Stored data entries
*** Begin section ***
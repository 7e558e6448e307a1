mod cli;
mod logging;
mod options;
mod reporter;

use std::process::ExitCode;

use clap::Parser;
use colored::Colorize;

use padscan_gamepad::{apply_hints, enumerate, SdlBackend};
use padscan_workspace::{Settings, Workspace};

use crate::{cli::Cli, options::Options, reporter::ConsoleReporter};

fn main() -> ExitCode {
    let cli = Cli::parse();

    let workspace = Workspace::new(cli.config.as_deref());
    let loaded = workspace.load();
    let (options, load_error) = match &loaded {
        Ok(settings) => (Options::new(&cli, settings), None),
        Err(e) => (Options::new(&cli, &Settings::defaults()), Some(e)),
    };

    if logging::setup(options.verbose, !options.color).is_err() {
        return ExitCode::FAILURE;
    }

    if let Some(e) = load_error {
        print_error!("failed to load settings: {e}");
        return ExitCode::FAILURE;
    }
    match workspace.settings_path() {
        Some(path) => {
            print_debug!("settings: {}", path.display());
        }
        None => {
            print_debug!("settings: no default location, using defaults");
        }
    }

    for hint in apply_hints(&options.hints) {
        if hint.applied {
            print_debug!("applied hint {}={}", hint.key, hint.value);
        } else {
            print_warning!("hint {} was not applied", hint.key);
        }
    }

    let backend = match SdlBackend::new() {
        Ok(backend) => backend,
        Err(e) => {
            print_error!("{e}");
            return ExitCode::FAILURE;
        }
    };

    let mut reporter = ConsoleReporter::new(options.summary);
    let enumeration = enumerate(&backend, &mut reporter);
    print_info!(
        "Enumerated {} of {} devices",
        enumeration.opened(),
        enumeration.count
    );

    ExitCode::SUCCESS
}
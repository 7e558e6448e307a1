use std::path::PathBuf;

use clap::Parser;

/// Detect game controllers and joysticks and report what was found.
#[derive(Debug, Parser)]
#[command(version, about, long_about = None)]
pub(crate) struct Cli {
    /// Turn debugging information on
    #[arg(short, long)]
    pub verbose: bool,

    /// Disable colored output
    #[arg(long)]
    pub no_color: bool,

    /// Path to the settings file
    #[arg(short, long)]
    pub config: Option<PathBuf>,

    /// Only print errors and the final count
    #[arg(short, long)]
    pub summary: bool,
}
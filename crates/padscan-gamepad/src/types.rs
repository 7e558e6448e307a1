/// Position of a device in the backend's device table.
pub type DeviceIndex = u32;

/// A device opened through the game controller interface.
#[derive(Debug, Clone, PartialEq, Eq)]
pub struct ControllerInfo {
    pub index: DeviceIndex,
    pub name: String,
    pub vendor_id: Option<u16>,
    pub product_id: Option<u16>,
}

/// A device opened through the raw joystick interface.
#[derive(Debug, Clone, PartialEq, Eq)]
pub struct JoystickInfo {
    pub index: DeviceIndex,
    pub name: String,
    pub guid: String,
    pub axes: u32,
    pub buttons: u32,
    pub balls: u32,
}

/// Outcome for a single device of an enumeration pass.
#[derive(Debug, Clone, PartialEq, Eq)]
pub enum DeviceReport {
    Controller(ControllerInfo),
    Joystick(JoystickInfo),
    ControllerFailed { index: DeviceIndex, reason: String },
    JoystickFailed { index: DeviceIndex, reason: String },
}

impl DeviceReport {
    pub fn index(&self) -> DeviceIndex {
        match self {
            DeviceReport::Controller(info) => info.index,
            DeviceReport::Joystick(info) => info.index,
            DeviceReport::ControllerFailed { index, .. }
            | DeviceReport::JoystickFailed { index, .. } => *index,
        }
    }

    /// Whether the device was opened.
    pub fn is_opened(&self) -> bool {
        matches!(self, DeviceReport::Controller(_) | DeviceReport::Joystick(_))
    }
}

/// Result of one enumeration pass, in ascending device index order.
#[derive(Debug, Clone, Default, PartialEq, Eq)]
pub struct Enumeration {
    /// Device count reported by the backend.
    pub count: u32,
    pub devices: Vec<DeviceReport>,
}

impl Enumeration {
    /// Number of devices that were opened successfully.
    pub fn opened(&self) -> usize {
        self.devices.iter().filter(|d| d.is_opened()).count()
    }

    pub fn controllers(&self) -> impl Iterator<Item = &ControllerInfo> {
        self.devices.iter().filter_map(|d| match d {
            DeviceReport::Controller(info) => Some(info),
            _ => None,
        })
    }

    pub fn joysticks(&self) -> impl Iterator<Item = &JoystickInfo> {
        self.devices.iter().filter_map(|d| match d {
            DeviceReport::Joystick(info) => Some(info),
            _ => None,
        })
    }
}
*** End section ***
HOW TO COMPLETE THIS TASK |
Every record listed above should be reproduced exactly.

SOLUTION FOR THIS PROBLEM |
repository 7e558e6448e307a1
mod cli;
mod logging;
mod options;
mod reporter;

use std::process::ExitCode;

use clap::Parser;
use colored::Colorize;

use padscan_gamepad::{apply_hints, enumerate, SdlBackend};
use padscan_workspace::{Settings, Workspace};

use crate::{cli::Cli, options::Options, reporter::ConsoleReporter};

fn main() -> ExitCode {
    let cli = Cli::parse();

    let workspace = Workspace::new(cli.config.as_deref());
    let loaded = workspace.load();
    let (options, load_error) = match &loaded {
        Ok(settings) => (Options::new(&cli, settings), None),
        Err(e) => (Options::new(&cli, &Settings::defaults()), Some(e)),
    };

    if logging::setup(options.verbose, !options.color).is_err() {
        return ExitCode::FAILURE;
    }

    if let Some(e) = load_error {
        print_error!("failed to load settings: {e}");
        return ExitCode::FAILURE;
    }
    match workspace.settings_path() {
        Some(path) => {
            print_debug!("settings: {}", path.display());
        }
        None => {
            print_debug!("settings: no default location, using defaults");
        }
    }

    for hint in apply_hints(&options.hints) {
        if hint.applied {
            print_debug!("applied hint {}={}", hint.key, hint.value);
        } else {
            print_warning!("hint {} was not applied", hint.key);
        }
    }

    let backend = match SdlBackend::new() {
        Ok(backend) => backend,
        Err(e) => {
            print_error!("{e}");
            return ExitCode::FAILURE;
        }
    };

    let mut reporter = ConsoleReporter::new(options.summary);
    let enumeration = enumerate(&backend, &mut reporter);
    print_info!(
        "Enumerated {} of {} devices",
        enumeration.opened(),
        enumeration.count
    );

    ExitCode::SUCCESS
}
repository 7e558e6448e307a1
use std::path::PathBuf;

use clap::Parser;

/// Detect game controllers and joysticks and report what was found.
#[derive(Debug, Parser)]
#[command(version, about, long_about = None)]
pub(crate) struct Cli {
    /// Turn debugging information on
    #[arg(short, long)]
    pub verbose: bool,

    /// Disable colored output
    #[arg(long)]
    pub no_color: bool,

    /// Path to the settings file
    #[arg(short, long)]
    pub config: Option<PathBuf>,

    /// Only print errors and the final count
    #[arg(short, long)]
    pub summary: bool,
}
filename crates/padscan-gamepad/src/types.rs
repository 7e558e6448e307a1
/// Position of a device in the backend's device table.
pub type DeviceIndex = u32;

/// A device opened through the game controller interface.
#[derive(Debug, Clone, PartialEq, Eq)]
pub struct ControllerInfo {
    pub index: DeviceIndex,
    pub name: String,
    pub vendor_id: Option<u16>,
    pub product_id: Option<u16>,
}

/// A device opened through the raw joystick interface.
#[derive(Debug, Clone, PartialEq, Eq)]
pub struct JoystickInfo {
    pub index: DeviceIndex,
    pub name: String,
    pub guid: String,
    pub axes: u32,
    pub buttons: u32,
    pub balls: u32,
}

/// Outcome for a single device of an enumeration pass.
#[derive(Debug, Clone, PartialEq, Eq)]
pub enum DeviceReport {
    Controller(ControllerInfo),
    Joystick(JoystickInfo),
    ControllerFailed { index: DeviceIndex, reason: String },
    JoystickFailed { index: DeviceIndex, reason: String },
}

impl DeviceReport {
    pub fn index(&self) -> DeviceIndex {
        match self {
            DeviceReport::Controller(info) => info.index,
            DeviceReport::Joystick(info) => info.index,
            DeviceReport::ControllerFailed { index, .. }
            | DeviceReport::JoystickFailed { index, .. } => *index,
        }
    }

    /// Whether the device was opened.
    pub fn is_opened(&self) -> bool {
        matches!(self, DeviceReport::Controller(_) | DeviceReport::Joystick(_))
    }
}

/// Result of one enumeration pass, in ascending device index order.
#[derive(Debug, Clone, Default, PartialEq, Eq)]
pub struct Enumeration {
    /// Device count reported by the backend.
    pub count: u32,
    pub devices: Vec<DeviceReport>,
}

impl Enumeration {
    /// Number of devices that were opened successfully.
    pub fn opened(&self) -> usize {
        self.devices.iter().filter(|d| d.is_opened()).count()
    }

    pub fn controllers(&self) -> impl Iterator<Item = &ControllerInfo> {
        self.devices.iter().filter_map(|d| match d {
            DeviceReport::Controller(info) => Some(info),
            _ => None,
        })
    }

    pub fn joysticks(&self) -> impl Iterator<Item = &JoystickInfo> {
        self.devices.iter().filter_map(|d| match d {
            DeviceReport::Joystick(info) => Some(info),
            _ => None,
        })
    }
}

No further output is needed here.